▶ **Given information**
----------

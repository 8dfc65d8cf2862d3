//! Decoders for legacy storage formats

pub mod php;

pub use php::{decode_justifications, unserialize, PhpValue};
//! Storage layer for the archive
//!
//! Read-only access to the two source databases: the current course catalog
//! and the curriculum workflow history. Each repository owns one SQLite
//! connection; the pipeline never holds more than these two.

pub mod catalog;
pub mod curriculum;
pub mod schema;

pub use catalog::CatalogRepository;
pub use curriculum::CurriculumRepository;

use std::path::Path;

use chrono::NaiveDate;
use rusqlite::{Connection, OpenFlags};

use crate::error::{ArchiveError, ArchiveResult};

/// Open a database location read-only
///
/// The location is a filesystem path or an SQLite `file:` URI.
pub fn open_read_only(location: &str) -> ArchiveResult<Connection> {
    if !location.starts_with("file:") && !Path::new(location).exists() {
        return Err(ArchiveError::database_not_found(location));
    }

    let flags = OpenFlags::SQLITE_OPEN_READ_ONLY
        | OpenFlags::SQLITE_OPEN_URI
        | OpenFlags::SQLITE_OPEN_NO_MUTEX;
    let conn = Connection::open_with_flags(location, flags)
        .map_err(|e| ArchiveError::Database(format!("Failed to open {}: {}", location, e)))?;

    tracing::debug!(location, "opened database read-only");
    Ok(conn)
}

/// Parse a stored date, tolerating a trailing time component
pub(crate) fn parse_date(raw: &str) -> ArchiveResult<NaiveDate> {
    let date_part = raw.get(..10).unwrap_or(raw);
    NaiveDate::parse_from_str(date_part, "%Y-%m-%d")
        .map_err(|e| ArchiveError::Database(format!("Invalid date '{}': {}", raw, e)))
}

----------

▶ **Your task**
Every line of the data that includes the word "ArchiveResult" should be copied.

▶ **Response area**
use crate::error::{ArchiveError, ArchiveResult};
pub fn open_read_only(location: &str) -> ArchiveResult<Connection> {
pub(crate) fn parse_date(raw: &str) -> ArchiveResult<NaiveDate> {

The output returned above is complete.